The Vilcabamba region of southeastern Peru continues to be a fascinating field of research for scholars of Inca culture. High in the mountains near the ancient capital, Cusco, a series of strategic cities were built in the heyday of the empire. Many of them have already been deciphered, like Machu Picchu, discovered by Hiram Bingham, in 1911, in an expedition sponsored by the National Geographic Society.
And it was also there, in a still secret spot between the mountains and the forests, the namesake city where the last Inca ruler, Tupac Amaru, fought to the death against the Spanish conquerors, in 1572. His father, Manco ?Inca, horrified by the atrocities committed by the invaders, had fled Cusco 36 years earlier. to establish a resistance front in Vilcabamba. Tupac Amaru inherited his courage but ended up defeated, and his name and his struggle still inspire the libertarian ideals of popular movements in Latin America. Their legendary haven, however, was never found.
The mystery may be over.

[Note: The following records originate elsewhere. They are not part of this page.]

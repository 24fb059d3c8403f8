//! Loopback interface aliasing.
//!
//! The development VM's director and router are reached through addresses
//! aliased onto the host loopback interface. Adding an alias that already
//! exists, or removing one that is already gone, counts as success.

use std::net::Ipv4Addr;

use thiserror::Error;
use tracing::info;

use crate::host_command::{self, HostCommandError};

const NETWORK_TARGET: &str = concat!(env!("CARGO_PKG_NAME"), "::network");

/// Manages addresses aliased onto the loopback interface.
#[cfg_attr(test, mockall::automock)]
pub trait LoopbackAliases: Send + Sync {
    /// Ensures every address in `addresses` is aliased onto loopback.
    fn add_aliases(&self, addresses: &[Ipv4Addr]) -> Result<(), AliasError>;

    /// Ensures no address in `addresses` remains aliased onto loopback.
    fn remove_aliases(&self, addresses: &[Ipv4Addr]) -> Result<(), AliasError>;
}

/// Errors raised while changing loopback aliases.
#[derive(Debug, Error)]
pub enum AliasError {
    /// Adding an alias failed.
    #[error("failed to alias {address} onto loopback: {source}")]
    Add {
        /// Address being aliased.
        address: Ipv4Addr,
        /// Host tool failure.
        #[source]
        source: HostCommandError,
    },
    /// Removing an alias failed.
    #[error("failed to remove loopback alias {address}: {source}")]
    Remove {
        /// Address being removed.
        address: Ipv4Addr,
        /// Host tool failure.
        #[source]
        source: HostCommandError,
    },
}

/// Alias manager backed by the platform's interface tooling.
#[derive(Debug, Default, Clone, Copy)]
pub struct SystemLoopbackAliases;

impl LoopbackAliases for SystemLoopbackAliases {
    fn add_aliases(&self, addresses: &[Ipv4Addr]) -> Result<(), AliasError> {
        for &address in addresses {
            let (program, args) = platform::add_command(address);
            tolerate(host_command::run(program, &args), platform::ALREADY_PRESENT)
                .map_err(|source| AliasError::Add { address, source })?;
            info!(target: NETWORK_TARGET, %address, "loopback alias present");
        }
        Ok(())
    }

    fn remove_aliases(&self, addresses: &[Ipv4Addr]) -> Result<(), AliasError> {
        for &address in addresses {
            let (program, args) = platform::remove_command(address);
            tolerate(host_command::run(program, &args), platform::ALREADY_ABSENT)
                .map_err(|source| AliasError::Remove { address, source })?;
            info!(target: NETWORK_TARGET, %address, "loopback alias absent");
        }
        Ok(())
    }
}

/// Treats a failure whose stderr mentions `benign` as success.
fn tolerate(
    result: Result<(), HostCommandError>,
    benign: &str,
) -> Result<(), HostCommandError> {
    match result {
        Err(error) if error.stderr().is_some_and(|stderr| stderr.contains(benign)) => Ok(()),
        other => other,
    }
}

#[cfg(target_os = "macos")]
mod platform {
    use std::net::Ipv4Addr;

    pub(super) const ALREADY_PRESENT: &str = "File exists";
    pub(super) const ALREADY_ABSENT: &str = "Can't assign requested address";

    pub(super) fn add_command(address: Ipv4Addr) -> (&'static str, Vec<String>) {
        ("ifconfig", vec!["lo0".to_owned(), "alias".to_owned(), address.to_string()])
    }

    pub(super) fn remove_command(address: Ipv4Addr) -> (&'static str, Vec<String>) {
        ("ifconfig", vec!["lo0".to_owned(), "-alias".to_owned(), address.to_string()])
    }
}

#[cfg(not(target_os = "macos"))]
mod platform {
    use std::net::Ipv4Addr;

    pub(super) const ALREADY_PRESENT: &str = "File exists";
    pub(super) const ALREADY_ABSENT: &str = "Cannot assign requested address";

    pub(super) fn add_command(address: Ipv4Addr) -> (&'static str, Vec<String>) {
        (
            "ip",
            vec![
                "addr".to_owned(),
                "add".to_owned(),
                format!("{address}/32"),
                "dev".to_owned(),
                "lo".to_owned(),
            ],
        )
    }

    pub(super) fn remove_command(address: Ipv4Addr) -> (&'static str, Vec<String>) {
        (
            "ip",
            vec![
                "addr".to_owned(),
                "del".to_owned(),
                format!("{address}/32"),
                "dev".to_owned(),
                "lo".to_owned(),
            ],
        )
    }
}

At a point about 35 kilometers from Machu Picchu, a group of researchers led by Peter Frost, a photographer and scholar of the Inca culture for 30 years, and Peruvian archaeologist Alfredo Valencia Zegarra, from the University of San Antonio Abad, in Cusco. managed to reach a set of ruins that, because of the location and age of a number of artifacts, may actually have been the Inca defense ghetto.
The archaeological site, on top of a mountain known as Cerro Victoria, had already been spotted by Frost and the American explorer Scott Gorsuch in 1999. It took two years of logistical preparation for the difficult expedition (also funded by the National Geographic Society), which took place in June of last year, but it was only released now. "This place offers us wide perspectives:it keeps traces of the Inca presence from the beginning to the last breath of their civilization", evaluates Frost. "If they arrived here, the Spaniards only entered the southernmost area of the city."
The stretch to be studied on the mountain is actually much larger than they had imagined two years earlier. The site spreads over 6 square kilometers at an altitude of over 3,600 meters, in a region where the Andes begin to decline and give way to the Amazon. From this area, surrounded by humid forests, the Incas could contemplate peaks of up to 6 thousand meters. "I think they chose the place for two reasons. One of them is prospecting for silver mines in the surroundings," speculates Frost. “But Cerra Victoria is still a point that offers a splendid view of the surrounding snowy peaks, to which the Incas probably organized worship ceremonies. Sun.
None of the cities studied in the Vilcabamba region have so far shown evidence of being the last stronghold of the Incas, but Cerro Victoria is the largest and most significant Inca site discovered since archaeologist Gene Savoy hit the ruins of the city of Vilcabamba La Vieja. , nearby, in 1964. The "urban layout" of the top of Victoria features a set of circular buildings, as well as walls, ceremonial platforms, roads, water channels, dam, cultivation terraces, tombs filled with Incan artifacts and a pyramid half-destroyed. The key to the riddle lies in the interpretation of ceramic pieces from two very different periods:around 1200, the time of the rise of the empire, and the mid-16th century (the final phase of Tupac Amaru's struggle against Spanish tyranny). ). "The mountain holds a huge set of archaeological relics", comments archaeologist Zegarra. "The site promises to provide valuable new insights into the occupation of this remote area," adds researcher Johan Reinhard, a National Geographic Society Fellow.
The expedition was an adventure for the group. The access difficulties contributed to increase the mystique about the place, which is a four-day walk from the nearest road. Explorers were forced to conquer the 3,300-meter-deep Apurimac Canyon, and mule troops were used to carry supplies of water and food up the mountain. Despite the astonishment of the researchers at the discoveries, Cerro Victoria was not unknown to the natives of the region:two indigenous families lived in the place, which they called Coryhuayrachina. By the end of the year Peter Frost and his team will return to the site on a larger expedition to carry out further research. And then they will have more subsidies to elucidate one of the most important and still obscure chapters of Inca history.